INSTRUCTIONS FOR THE TASK ->
Here is a block of entries. Write out its lines exactly, from the first through the one containing "pub struct TransactionFilter".

##### DATA TO PROCESS #####

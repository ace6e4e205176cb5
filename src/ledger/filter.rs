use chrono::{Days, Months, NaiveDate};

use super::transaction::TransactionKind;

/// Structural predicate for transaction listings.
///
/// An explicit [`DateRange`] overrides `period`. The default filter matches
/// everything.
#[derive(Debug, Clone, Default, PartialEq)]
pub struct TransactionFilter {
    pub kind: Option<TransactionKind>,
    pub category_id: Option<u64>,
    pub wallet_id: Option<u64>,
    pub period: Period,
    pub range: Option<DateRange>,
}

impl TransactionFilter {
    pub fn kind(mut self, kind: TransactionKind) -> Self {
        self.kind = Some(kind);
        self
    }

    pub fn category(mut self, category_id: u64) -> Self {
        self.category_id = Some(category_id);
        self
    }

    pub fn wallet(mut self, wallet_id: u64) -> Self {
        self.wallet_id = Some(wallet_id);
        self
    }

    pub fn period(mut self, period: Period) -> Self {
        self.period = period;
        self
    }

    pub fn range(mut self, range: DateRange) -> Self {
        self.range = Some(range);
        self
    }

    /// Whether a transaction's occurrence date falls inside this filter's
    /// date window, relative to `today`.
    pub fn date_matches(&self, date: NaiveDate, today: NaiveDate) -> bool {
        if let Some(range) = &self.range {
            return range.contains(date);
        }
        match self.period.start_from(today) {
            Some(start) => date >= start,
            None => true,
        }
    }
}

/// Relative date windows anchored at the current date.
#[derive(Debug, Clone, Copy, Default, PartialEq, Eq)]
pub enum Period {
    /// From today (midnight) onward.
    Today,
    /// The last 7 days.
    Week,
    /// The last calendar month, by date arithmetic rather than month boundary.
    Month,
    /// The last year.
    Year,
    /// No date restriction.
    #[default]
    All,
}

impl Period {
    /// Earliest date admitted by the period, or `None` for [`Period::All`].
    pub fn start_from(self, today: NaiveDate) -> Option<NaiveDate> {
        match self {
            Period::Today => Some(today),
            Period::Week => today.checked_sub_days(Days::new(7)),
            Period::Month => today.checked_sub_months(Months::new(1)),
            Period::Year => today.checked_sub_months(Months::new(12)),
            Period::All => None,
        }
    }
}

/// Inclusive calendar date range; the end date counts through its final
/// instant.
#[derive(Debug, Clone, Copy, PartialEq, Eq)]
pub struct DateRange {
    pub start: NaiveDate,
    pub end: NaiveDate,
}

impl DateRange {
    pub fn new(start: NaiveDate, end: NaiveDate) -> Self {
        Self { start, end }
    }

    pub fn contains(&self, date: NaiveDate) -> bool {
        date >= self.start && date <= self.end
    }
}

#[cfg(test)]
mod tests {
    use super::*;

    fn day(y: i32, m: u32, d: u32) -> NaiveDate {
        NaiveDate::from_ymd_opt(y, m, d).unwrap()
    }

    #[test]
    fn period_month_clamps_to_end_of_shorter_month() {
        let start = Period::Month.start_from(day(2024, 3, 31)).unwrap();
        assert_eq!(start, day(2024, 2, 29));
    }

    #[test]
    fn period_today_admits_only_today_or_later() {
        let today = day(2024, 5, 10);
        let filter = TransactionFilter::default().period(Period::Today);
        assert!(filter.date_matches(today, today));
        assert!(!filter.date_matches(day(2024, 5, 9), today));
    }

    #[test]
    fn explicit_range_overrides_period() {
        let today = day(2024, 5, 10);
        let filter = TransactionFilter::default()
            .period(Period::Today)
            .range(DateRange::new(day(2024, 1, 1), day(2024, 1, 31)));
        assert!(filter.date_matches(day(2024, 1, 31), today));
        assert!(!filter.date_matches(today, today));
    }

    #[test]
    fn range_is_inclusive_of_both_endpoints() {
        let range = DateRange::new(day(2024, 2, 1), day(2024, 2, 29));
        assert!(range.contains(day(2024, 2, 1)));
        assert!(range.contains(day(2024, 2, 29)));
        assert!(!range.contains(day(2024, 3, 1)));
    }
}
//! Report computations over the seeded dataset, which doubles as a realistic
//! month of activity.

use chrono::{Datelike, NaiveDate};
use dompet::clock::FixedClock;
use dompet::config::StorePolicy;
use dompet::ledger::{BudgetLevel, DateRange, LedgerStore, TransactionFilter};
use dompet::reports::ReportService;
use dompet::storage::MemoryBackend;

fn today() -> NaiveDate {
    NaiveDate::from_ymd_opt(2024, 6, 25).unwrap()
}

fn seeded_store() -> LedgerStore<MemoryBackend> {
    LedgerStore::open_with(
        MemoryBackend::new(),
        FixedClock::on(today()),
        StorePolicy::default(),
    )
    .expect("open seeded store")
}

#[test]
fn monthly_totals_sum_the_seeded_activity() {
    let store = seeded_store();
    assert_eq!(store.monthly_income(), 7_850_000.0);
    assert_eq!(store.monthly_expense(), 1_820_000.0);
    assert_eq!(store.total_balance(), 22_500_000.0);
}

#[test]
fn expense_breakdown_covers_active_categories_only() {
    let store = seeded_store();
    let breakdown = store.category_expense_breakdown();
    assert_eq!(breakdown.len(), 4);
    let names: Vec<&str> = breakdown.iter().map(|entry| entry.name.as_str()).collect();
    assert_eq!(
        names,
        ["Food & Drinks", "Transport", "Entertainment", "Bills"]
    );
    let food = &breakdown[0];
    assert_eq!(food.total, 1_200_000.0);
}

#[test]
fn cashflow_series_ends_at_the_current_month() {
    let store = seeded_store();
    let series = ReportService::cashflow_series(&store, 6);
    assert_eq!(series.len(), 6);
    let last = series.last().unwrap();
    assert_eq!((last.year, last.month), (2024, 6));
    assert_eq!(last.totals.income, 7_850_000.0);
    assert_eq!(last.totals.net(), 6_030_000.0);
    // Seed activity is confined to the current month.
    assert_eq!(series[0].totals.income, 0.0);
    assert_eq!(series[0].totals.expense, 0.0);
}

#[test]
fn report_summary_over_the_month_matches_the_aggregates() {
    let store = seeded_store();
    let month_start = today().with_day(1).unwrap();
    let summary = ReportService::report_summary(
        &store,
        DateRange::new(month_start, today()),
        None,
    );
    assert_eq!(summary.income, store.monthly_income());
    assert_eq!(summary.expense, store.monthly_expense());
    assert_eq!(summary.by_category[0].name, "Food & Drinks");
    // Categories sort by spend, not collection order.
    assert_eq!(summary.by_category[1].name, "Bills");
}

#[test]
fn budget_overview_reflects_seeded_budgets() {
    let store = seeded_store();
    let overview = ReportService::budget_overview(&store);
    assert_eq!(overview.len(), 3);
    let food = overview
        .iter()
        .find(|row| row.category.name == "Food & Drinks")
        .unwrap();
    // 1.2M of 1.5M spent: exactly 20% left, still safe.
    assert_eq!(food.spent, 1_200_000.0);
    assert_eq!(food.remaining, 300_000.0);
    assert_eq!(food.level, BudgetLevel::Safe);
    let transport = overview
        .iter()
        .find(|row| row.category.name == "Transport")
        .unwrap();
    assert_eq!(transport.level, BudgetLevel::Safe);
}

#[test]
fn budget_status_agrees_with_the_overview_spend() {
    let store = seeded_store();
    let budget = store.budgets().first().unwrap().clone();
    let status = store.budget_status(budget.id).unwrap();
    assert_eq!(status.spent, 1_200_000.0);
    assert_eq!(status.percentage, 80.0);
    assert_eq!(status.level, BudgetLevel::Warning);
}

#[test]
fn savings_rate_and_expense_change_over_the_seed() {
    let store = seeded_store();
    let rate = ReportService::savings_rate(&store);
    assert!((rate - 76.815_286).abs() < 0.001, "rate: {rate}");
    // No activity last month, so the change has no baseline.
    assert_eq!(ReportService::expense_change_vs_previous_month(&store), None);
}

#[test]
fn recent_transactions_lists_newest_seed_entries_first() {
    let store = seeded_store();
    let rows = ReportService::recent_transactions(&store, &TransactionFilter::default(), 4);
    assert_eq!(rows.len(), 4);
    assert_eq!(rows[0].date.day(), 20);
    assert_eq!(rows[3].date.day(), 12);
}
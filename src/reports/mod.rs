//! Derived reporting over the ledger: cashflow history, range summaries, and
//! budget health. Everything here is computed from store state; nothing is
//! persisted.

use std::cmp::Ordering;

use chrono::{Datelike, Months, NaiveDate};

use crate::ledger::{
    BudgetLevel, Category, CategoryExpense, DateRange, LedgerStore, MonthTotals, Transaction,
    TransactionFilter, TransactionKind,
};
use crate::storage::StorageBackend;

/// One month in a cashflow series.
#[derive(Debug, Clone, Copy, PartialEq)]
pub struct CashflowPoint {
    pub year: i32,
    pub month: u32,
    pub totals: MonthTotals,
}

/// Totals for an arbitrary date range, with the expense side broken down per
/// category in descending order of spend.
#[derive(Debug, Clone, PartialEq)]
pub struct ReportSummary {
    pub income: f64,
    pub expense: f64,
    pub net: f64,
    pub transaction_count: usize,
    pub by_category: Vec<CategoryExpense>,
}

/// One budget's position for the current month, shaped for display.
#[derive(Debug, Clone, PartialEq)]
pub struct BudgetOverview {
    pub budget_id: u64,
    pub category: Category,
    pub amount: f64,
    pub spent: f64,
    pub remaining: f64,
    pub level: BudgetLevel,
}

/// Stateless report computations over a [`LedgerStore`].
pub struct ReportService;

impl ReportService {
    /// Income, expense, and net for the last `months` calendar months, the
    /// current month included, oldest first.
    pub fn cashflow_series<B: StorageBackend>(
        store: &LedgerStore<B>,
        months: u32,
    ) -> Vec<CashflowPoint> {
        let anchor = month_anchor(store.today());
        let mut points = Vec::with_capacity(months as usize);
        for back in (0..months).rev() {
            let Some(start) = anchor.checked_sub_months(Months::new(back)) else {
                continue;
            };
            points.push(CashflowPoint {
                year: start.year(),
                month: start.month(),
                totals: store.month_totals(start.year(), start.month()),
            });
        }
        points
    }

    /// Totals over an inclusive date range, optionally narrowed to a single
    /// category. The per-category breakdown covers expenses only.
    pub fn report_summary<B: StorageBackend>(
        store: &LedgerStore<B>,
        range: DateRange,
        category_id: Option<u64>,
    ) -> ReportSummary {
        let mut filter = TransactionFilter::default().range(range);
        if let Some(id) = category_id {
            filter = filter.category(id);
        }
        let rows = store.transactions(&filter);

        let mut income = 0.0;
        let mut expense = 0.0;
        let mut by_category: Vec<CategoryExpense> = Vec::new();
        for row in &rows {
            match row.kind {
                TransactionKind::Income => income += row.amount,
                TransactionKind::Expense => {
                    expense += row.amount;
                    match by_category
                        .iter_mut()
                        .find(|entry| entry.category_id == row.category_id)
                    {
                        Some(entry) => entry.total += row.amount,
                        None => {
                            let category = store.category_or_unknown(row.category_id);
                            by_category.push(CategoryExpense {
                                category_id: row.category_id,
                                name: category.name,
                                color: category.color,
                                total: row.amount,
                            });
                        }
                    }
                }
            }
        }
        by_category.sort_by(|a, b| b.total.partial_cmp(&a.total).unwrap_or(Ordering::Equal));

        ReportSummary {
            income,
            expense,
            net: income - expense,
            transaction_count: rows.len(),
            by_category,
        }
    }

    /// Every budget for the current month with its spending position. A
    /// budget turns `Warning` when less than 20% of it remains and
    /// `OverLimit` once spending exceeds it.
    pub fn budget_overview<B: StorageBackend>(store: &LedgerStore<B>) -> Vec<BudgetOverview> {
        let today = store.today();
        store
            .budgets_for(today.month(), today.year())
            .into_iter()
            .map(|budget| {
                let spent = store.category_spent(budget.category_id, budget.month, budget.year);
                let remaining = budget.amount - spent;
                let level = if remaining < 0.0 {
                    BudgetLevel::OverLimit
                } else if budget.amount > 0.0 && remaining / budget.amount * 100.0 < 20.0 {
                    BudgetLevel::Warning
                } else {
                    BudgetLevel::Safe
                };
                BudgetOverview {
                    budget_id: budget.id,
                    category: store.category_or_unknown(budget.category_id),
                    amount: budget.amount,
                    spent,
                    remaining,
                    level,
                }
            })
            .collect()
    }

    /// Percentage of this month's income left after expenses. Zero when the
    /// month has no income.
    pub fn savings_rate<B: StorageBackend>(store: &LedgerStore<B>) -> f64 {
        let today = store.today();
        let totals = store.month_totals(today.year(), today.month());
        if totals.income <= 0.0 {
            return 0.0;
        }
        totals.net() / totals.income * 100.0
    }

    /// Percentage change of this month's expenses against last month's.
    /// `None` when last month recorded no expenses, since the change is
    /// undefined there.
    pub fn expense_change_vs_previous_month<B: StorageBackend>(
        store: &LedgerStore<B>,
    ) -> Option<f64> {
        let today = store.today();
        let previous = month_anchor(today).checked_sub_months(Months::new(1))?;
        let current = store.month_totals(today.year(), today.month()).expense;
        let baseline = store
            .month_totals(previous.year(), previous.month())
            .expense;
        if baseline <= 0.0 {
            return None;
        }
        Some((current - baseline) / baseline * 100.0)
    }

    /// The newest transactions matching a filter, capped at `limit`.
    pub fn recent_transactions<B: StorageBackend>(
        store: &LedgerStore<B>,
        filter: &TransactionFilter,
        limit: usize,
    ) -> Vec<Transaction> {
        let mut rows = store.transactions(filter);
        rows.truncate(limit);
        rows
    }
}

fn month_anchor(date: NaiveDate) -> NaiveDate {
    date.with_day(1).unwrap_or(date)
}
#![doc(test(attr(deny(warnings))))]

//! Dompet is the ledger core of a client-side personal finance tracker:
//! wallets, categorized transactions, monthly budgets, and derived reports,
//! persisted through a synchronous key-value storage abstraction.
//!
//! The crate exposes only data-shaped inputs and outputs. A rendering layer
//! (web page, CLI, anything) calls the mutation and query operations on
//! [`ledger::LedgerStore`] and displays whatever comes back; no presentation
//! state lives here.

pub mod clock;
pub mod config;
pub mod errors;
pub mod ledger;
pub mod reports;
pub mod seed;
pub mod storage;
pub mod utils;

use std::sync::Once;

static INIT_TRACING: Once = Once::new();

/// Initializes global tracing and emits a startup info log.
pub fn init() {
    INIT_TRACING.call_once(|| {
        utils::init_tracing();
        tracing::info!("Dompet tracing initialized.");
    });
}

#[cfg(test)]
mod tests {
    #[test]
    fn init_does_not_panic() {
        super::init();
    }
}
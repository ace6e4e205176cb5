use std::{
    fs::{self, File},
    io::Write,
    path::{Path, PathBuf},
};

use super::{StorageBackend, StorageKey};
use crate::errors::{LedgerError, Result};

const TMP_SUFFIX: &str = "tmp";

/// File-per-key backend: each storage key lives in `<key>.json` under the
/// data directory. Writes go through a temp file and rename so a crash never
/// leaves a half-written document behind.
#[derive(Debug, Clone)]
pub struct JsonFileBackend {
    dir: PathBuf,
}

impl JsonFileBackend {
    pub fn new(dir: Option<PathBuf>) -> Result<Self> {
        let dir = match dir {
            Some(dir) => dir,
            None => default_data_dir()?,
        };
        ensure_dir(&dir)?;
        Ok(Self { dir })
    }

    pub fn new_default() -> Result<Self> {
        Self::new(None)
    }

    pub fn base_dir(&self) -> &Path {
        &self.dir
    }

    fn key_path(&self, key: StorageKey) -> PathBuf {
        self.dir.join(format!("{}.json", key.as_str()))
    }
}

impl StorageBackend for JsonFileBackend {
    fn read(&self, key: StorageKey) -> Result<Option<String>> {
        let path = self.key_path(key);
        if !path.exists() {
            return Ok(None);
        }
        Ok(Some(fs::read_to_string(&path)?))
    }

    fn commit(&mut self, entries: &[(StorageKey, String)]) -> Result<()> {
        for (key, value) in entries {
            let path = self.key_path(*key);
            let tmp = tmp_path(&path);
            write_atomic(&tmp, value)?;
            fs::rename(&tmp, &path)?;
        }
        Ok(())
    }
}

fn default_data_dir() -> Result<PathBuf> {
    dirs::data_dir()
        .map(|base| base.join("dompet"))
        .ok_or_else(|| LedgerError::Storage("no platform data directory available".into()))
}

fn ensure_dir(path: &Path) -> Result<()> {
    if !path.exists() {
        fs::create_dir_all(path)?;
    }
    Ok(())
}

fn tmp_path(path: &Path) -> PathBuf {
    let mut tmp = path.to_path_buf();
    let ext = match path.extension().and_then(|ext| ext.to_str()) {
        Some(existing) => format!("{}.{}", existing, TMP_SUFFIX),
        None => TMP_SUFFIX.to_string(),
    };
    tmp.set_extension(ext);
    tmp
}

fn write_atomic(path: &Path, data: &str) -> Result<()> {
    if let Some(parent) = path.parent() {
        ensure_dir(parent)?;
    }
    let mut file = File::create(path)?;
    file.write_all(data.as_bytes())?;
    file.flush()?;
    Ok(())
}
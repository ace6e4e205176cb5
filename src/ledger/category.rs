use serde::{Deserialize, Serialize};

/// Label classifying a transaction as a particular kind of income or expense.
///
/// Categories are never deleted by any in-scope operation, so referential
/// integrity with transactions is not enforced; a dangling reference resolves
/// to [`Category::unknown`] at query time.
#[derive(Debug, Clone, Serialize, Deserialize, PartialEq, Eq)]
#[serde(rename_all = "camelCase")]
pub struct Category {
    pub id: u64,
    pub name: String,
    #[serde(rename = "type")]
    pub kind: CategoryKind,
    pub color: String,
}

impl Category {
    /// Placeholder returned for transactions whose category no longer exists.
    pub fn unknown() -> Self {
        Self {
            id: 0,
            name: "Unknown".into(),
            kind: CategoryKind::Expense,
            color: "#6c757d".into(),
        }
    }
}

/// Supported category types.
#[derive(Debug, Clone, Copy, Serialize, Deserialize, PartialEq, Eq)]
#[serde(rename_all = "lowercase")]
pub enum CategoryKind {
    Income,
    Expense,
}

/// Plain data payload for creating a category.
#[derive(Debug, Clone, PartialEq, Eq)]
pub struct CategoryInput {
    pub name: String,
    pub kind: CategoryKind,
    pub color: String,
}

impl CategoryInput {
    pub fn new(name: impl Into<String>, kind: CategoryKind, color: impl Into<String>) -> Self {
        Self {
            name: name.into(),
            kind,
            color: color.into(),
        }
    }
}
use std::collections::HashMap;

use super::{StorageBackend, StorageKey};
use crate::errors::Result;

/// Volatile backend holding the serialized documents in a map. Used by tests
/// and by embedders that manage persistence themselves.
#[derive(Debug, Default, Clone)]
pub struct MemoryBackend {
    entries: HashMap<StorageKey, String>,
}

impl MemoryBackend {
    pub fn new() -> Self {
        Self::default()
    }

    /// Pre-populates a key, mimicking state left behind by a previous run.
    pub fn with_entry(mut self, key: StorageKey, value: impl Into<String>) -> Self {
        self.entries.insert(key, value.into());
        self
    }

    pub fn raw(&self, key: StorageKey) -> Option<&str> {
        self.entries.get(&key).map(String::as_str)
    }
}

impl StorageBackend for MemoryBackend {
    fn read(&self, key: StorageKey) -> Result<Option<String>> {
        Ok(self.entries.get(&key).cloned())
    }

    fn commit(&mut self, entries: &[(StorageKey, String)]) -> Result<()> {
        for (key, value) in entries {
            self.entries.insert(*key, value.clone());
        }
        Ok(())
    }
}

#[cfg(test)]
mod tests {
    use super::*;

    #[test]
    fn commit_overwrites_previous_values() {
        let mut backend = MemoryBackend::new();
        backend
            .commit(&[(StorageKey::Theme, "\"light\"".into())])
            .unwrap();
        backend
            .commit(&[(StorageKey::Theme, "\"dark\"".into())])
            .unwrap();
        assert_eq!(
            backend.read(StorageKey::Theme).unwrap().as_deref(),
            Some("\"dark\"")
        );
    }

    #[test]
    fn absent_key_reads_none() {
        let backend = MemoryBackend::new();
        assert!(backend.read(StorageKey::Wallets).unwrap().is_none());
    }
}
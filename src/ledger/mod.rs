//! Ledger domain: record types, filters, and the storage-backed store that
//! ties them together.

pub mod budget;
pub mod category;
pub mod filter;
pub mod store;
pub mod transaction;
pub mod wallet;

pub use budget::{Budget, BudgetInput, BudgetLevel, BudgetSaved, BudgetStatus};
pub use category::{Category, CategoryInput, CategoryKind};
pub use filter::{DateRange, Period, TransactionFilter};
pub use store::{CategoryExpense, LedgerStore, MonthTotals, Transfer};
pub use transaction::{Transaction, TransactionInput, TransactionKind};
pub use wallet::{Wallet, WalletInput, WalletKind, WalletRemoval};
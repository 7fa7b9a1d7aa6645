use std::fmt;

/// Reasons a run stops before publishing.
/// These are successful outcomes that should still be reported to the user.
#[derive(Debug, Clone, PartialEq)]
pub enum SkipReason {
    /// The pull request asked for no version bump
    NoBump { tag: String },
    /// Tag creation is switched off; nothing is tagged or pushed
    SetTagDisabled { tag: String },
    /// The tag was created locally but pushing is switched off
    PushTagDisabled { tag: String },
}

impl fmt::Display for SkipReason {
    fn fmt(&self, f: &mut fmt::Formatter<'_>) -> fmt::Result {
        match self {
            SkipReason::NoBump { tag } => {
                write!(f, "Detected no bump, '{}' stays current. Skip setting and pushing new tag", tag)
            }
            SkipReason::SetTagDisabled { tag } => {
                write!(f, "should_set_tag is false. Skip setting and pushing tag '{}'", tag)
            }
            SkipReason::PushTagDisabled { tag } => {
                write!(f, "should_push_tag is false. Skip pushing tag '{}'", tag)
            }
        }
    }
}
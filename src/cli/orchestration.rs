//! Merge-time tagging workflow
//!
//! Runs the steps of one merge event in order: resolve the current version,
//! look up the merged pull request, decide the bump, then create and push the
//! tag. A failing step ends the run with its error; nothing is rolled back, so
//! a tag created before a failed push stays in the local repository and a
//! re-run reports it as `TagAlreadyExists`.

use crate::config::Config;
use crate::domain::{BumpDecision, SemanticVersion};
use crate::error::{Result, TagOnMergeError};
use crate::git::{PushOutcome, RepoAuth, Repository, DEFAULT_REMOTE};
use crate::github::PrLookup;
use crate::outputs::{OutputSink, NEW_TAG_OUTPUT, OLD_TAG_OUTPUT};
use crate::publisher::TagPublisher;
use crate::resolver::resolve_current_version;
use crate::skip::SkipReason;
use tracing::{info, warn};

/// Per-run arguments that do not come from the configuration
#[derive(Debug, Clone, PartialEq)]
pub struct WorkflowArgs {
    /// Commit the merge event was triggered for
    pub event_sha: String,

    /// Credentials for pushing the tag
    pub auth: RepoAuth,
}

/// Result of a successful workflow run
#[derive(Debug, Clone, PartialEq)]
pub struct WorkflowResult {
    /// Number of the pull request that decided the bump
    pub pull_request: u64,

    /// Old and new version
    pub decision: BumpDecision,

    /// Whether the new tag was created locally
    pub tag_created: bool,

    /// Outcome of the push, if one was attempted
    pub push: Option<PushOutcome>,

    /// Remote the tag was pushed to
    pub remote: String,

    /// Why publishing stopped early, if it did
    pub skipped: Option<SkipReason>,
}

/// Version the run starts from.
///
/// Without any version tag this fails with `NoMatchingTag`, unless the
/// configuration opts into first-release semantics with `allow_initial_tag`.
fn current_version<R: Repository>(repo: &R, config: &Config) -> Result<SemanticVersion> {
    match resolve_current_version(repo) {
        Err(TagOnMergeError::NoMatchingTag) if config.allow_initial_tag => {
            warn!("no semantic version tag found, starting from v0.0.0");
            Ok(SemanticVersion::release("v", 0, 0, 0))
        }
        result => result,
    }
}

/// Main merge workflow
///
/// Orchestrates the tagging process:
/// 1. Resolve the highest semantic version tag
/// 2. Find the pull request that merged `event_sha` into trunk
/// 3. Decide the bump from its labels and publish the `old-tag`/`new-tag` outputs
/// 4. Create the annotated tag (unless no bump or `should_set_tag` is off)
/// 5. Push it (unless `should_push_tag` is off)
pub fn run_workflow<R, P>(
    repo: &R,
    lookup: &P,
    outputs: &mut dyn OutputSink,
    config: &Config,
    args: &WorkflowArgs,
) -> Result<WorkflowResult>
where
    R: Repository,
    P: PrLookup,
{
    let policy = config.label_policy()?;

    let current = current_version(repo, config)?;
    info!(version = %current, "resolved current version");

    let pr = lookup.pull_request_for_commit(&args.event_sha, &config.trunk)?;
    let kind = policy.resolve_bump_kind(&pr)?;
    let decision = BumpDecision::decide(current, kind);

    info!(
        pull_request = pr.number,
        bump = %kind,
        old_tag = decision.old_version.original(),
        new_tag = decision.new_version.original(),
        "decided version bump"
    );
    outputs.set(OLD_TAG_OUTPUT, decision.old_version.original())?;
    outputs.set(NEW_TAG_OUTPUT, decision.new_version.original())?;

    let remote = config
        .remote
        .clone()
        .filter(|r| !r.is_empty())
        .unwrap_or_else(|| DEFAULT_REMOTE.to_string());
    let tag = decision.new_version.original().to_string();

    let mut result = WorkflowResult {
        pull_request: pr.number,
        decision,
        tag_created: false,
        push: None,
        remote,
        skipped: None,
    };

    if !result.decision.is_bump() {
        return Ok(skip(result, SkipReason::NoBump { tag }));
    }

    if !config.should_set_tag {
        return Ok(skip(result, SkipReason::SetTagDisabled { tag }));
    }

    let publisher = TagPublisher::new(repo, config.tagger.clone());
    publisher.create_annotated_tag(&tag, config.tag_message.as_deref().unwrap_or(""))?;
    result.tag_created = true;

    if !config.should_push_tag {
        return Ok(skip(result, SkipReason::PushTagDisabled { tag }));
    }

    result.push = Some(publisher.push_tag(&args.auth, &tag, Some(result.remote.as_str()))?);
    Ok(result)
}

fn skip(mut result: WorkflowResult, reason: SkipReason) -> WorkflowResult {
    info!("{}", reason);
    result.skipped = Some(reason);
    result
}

#####

REPLY ->
repository ace6e4e205176cb5
filename src/ledger/filter.rs
use chrono::{Days, Months, NaiveDate};

use super::transaction::TransactionKind;

/// Structural predicate for transaction listings.
///
/// An explicit [`DateRange`] overrides `period`. The default filter matches
/// everything.
#[derive(Debug, Clone, Default, PartialEq)]
pub struct TransactionFilter {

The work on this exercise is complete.